DESENVOLVIMENTO REGIONAL
Para Bortolin, burocracia trava municípios que poderiam gerar mais empregos
Muvuca Popular
Falta pouco para o dia 16 de agosto, quando as campanhas eleitorais são oficialmente lançadas em todo o Brasil. E em Mato Grosso, um nome vem ganhando destaque fora dos limites de Primavera do Leste: o de Leonardo Bortolin (MDB), pré-candidato a deputado estadual, que já não é novidade para quem acompanha a política municipal, mas que agora se apresenta ao estado inteiro com uma proposta que ele mesmo resume em poucas palavras, “não ser mais do mesmo”.
Antes de ser prefeito, Leonardo foi assessor legislativo. Aprendeu a ouvir uma câmara municipal por dentro, como vereador por dois mandatos e presidente da Casa. Foi prefeito de Primavera do Leste aos 31 anos, reeleito depois com 89% dos votos, um dos índices mais expressivos já registrados no município. Presidiu a Associação Mato-grossense dos Municípios (AMM), levando para dentro da entidade a mesma pauta que carrega até hoje: a de que gestão pública boa é gestão pública que dialoga.
“Eu me preparei para ser um bom político. Me formei com muita dificuldade, mas me formei em administração, me formei em direito, me especializei em gestão pública”, contou Bortolin, ao relembrar uma trajetória que, segundo ele, nunca foi movida por vaidade, mas por entrega. “Comecei como assessor legislativo, fui vereador duas vezes, presidente da Câmara, Prefeito de Primavera e presidente da Associação Mato-grossense dos Municípios, e me preparei para fazer entregas. E foi assim que eu deixei legado por onde eu passei.”
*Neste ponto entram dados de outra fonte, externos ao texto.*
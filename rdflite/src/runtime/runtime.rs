// Copyright (c) 2024-2025 DeepGraph Inc.
// SPDX-License-Identifier: Apache-2.0
//
//! Per-query execution state

use super::differential::DifferentialIndex;
use super::domain::PotentialDomain;
use super::register::{Register, RegisterRef};
use crate::config::ExecutionConfig;
use crate::storage::term::format_term;
use crate::storage::{Database, Dictionary, Literal, LiteralType, NULL_ID};
use std::sync::Arc;
use thiserror::Error;

/// Failure reported by a table function implementation
#[derive(Error, Debug)]
#[error("table function '{name}' failed: {message}")]
pub struct TableFunctionError {
    pub name: String,
    pub message: String,
}

impl TableFunctionError {
    pub fn new<N: Into<String>, M: Into<String>>(name: N, message: M) -> Self {
        Self {
            name: name.into(),
            message: message.into(),
        }
    }
}

/// Host-provided implementation of table functions
///
/// Arguments arrive formatted: `NULL`, a term (`<iri>`, `"text"@lang`, ...)
/// or the raw text of a constant argument. Every returned row must hold
/// `output_width` terms in the same syntax.
pub trait TableFunctionHandler: Send + Sync {
    fn call(
        &self,
        name: &str,
        arguments: &[String],
        output_width: usize,
    ) -> Result<Vec<Vec<String>>, TableFunctionError>;
}

/// Dictionary access as seen by a query
///
/// Lookups consult the differential index first when one is attached, so
/// literals minted by pending updates resolve like stored ones.
#[derive(Clone)]
pub struct DictionaryHandle {
    database: Arc<dyn Database>,
    differential: Option<Arc<DifferentialIndex>>,
}

impl DictionaryHandle {
    pub fn new(database: Arc<dyn Database>, differential: Option<Arc<DifferentialIndex>>) -> Self {
        Self {
            database,
            differential,
        }
    }

    fn inner(&self) -> &dyn Dictionary {
        match &self.differential {
            Some(index) => index.as_ref() as &dyn Dictionary,
            None => self.database.dictionary(),
        }
    }

    fn sub_type_text(&self, literal: &Literal) -> Option<String> {
        if literal.literal_type.has_sub_type() {
            self.inner()
                .lookup_by_id(literal.sub_type)
                .map(|sub| sub.text)
        } else {
            None
        }
    }

    /// Render an id in term syntax, `None` for NULL or unknown ids
    pub fn format_term(&self, id: u32) -> Option<String> {
        if id == NULL_ID {
            return None;
        }
        let literal = self.inner().lookup_by_id(id)?;
        let sub = self.sub_type_text(&literal);
        Some(format_term(&literal.text, literal.literal_type, sub.as_deref()))
    }

    /// Plain text of an id for result output
    pub fn display(&self, id: Option<u32>) -> String {
        match id {
            None => "NULL".to_string(),
            Some(id) => match self.inner().lookup_by_id(id) {
                Some(literal) => literal.text,
                None => {
                    log::warn!("id {} missing from the dictionary", id);
                    "?".to_string()
                }
            },
        }
    }

    /// Resolve a term given in text form
    pub fn lookup_term(&self, text: &str, literal_type: LiteralType, sub_type: Option<&str>) -> Option<u32> {
        let sub = match sub_type {
            Some(sub) if literal_type.has_sub_type() => {
                self.inner().lookup(sub, literal_type.sub_type_type(), 0)?
            }
            _ => 0,
        };
        self.inner().lookup(text, literal_type, sub)
    }
}

impl Dictionary for DictionaryHandle {
    fn lookup(&self, text: &str, literal_type: LiteralType, sub_type: u32) -> Option<u32> {
        self.inner().lookup(text, literal_type, sub_type)
    }

    fn lookup_by_id(&self, id: u32) -> Option<Literal> {
        self.inner().lookup_by_id(id)
    }

    fn next_id(&self) -> u32 {
        self.inner().next_id()
    }
}

/// Registers, domains and collaborators of one query
pub struct Runtime {
    database: Arc<dyn Database>,
    differential: Option<Arc<DifferentialIndex>>,
    table_functions: Option<Arc<dyn TableFunctionHandler>>,
    registers: Vec<RegisterRef>,
    domains: Vec<Arc<PotentialDomain>>,
    config: ExecutionConfig,
}

impl Runtime {
    pub fn new(database: Arc<dyn Database>) -> Self {
        Self {
            database,
            differential: None,
            table_functions: None,
            registers: Vec::new(),
            domains: Vec::new(),
            config: ExecutionConfig::default(),
        }
    }

    /// Read through pending updates
    pub fn with_differential_index(mut self, index: Arc<DifferentialIndex>) -> Self {
        self.differential = Some(index);
        self
    }

    pub fn with_table_functions(mut self, handler: Arc<dyn TableFunctionHandler>) -> Self {
        self.table_functions = Some(handler);
        self
    }

    pub fn with_config(mut self, config: ExecutionConfig) -> Self {
        self.config = config;
        self
    }

    pub fn database(&self) -> &Arc<dyn Database> {
        &self.database
    }

    pub fn differential_index(&self) -> Option<&Arc<DifferentialIndex>> {
        self.differential.as_ref()
    }

    pub fn table_functions(&self) -> Option<&Arc<dyn TableFunctionHandler>> {
        self.table_functions.as_ref()
    }

    pub fn config(&self) -> &ExecutionConfig {
        &self.config
    }

    pub fn dictionary(&self) -> DictionaryHandle {
        DictionaryHandle::new(self.database.clone(), self.differential.clone())
    }

    /// Replace the register array with `count` fresh NULL registers
    pub fn allocate_registers(&mut self, count: usize) {
        self.registers = (0..count).map(|slot| Arc::new(Register::new(slot))).collect();
    }

    /// Replace the domain array with `count` unrestricted domains
    pub fn allocate_domains(&mut self, count: usize) {
        self.domains = (0..count).map(|_| Arc::new(PotentialDomain::new())).collect();
    }

    pub fn register_count(&self) -> usize {
        self.registers.len()
    }

    pub fn register(&self, slot: usize) -> Option<&RegisterRef> {
        self.registers.get(slot)
    }

    pub fn registers(&self) -> &[RegisterRef] {
        &self.registers
    }

    pub fn domain(&self, index: usize) -> Option<&Arc<PotentialDomain>> {
        self.domains.get(index)
    }
}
É esse histórico que hoje sustenta a candidatura estadual. Quem esteve à frente de um município e depois passou a representar todos os prefeitos de Mato Grosso na AMM carrega uma vantagem pouco comum entre candidatos a deputado: conhece a máquina pública por dentro, sabe onde ela trava e sabe, sobretudo, onde ela pode andar mais rápido. Não por acaso, o discurso de Léo Bortolin tem um verbo que se repete: acelerar. Acelerar Mato Grosso, dizem seus apoiadores, não é uma promessa vazia de palanque, é a continuidade de um método já testado em Primavera do Leste, agora em escala estadual.
Mas o que diferencia Bortolin, segundo ele próprio, não é só a experiência técnica. É a disposição de encarar debates que boa parte da classe política evita. “Que as pessoas possam debater matéria tributária. Que as pessoas, como exemplo, dos servidores públicos, que muitas carreiras não foram valorizadas pelo merecimento, pelo direito, em reconhecimento ao trabalho que exercem pelo Estado de Mato Grosso, pelos mato-grossenses”, afirmou, ao citar a valorização do servidor público como uma das pautas que pretende levar à Assembleia Legislativa. Também fala sobre a segurança jurídica e a desburocratização, temas que, na visão dele, “impedem quem gera emprego de poder prosperar, de poder gerar mais empregos e oportunidades” no estado.
Não é fala de quem está testando o terreno. É experiência de quem já geriu secretarias, já negociou orçamento, já se sentou à mesa com prefeitos dos 142 municípios mato-grossenses enquanto presidia a AMM, e agora diz estar pronto para outro tamanho de responsabilidade. “Então eu me preparei para ser diferente. E é esse o meu compromisso com a população de Mato Grosso”, resumiu.
Com o lançamento nacional das campanhas se aproximando, Primavera do Leste observa de perto um movimento que já extrapola as fronteiras da cidade: o de um gestor que aprendeu, na prática, que diálogo não é discurso, é rotina de trabalho. E é essa rotina, dizem os que caminham ao lado dele, que Leonardo Bortolin quer agora levar para dentro da Assembleia Legislativa de Mato Grosso.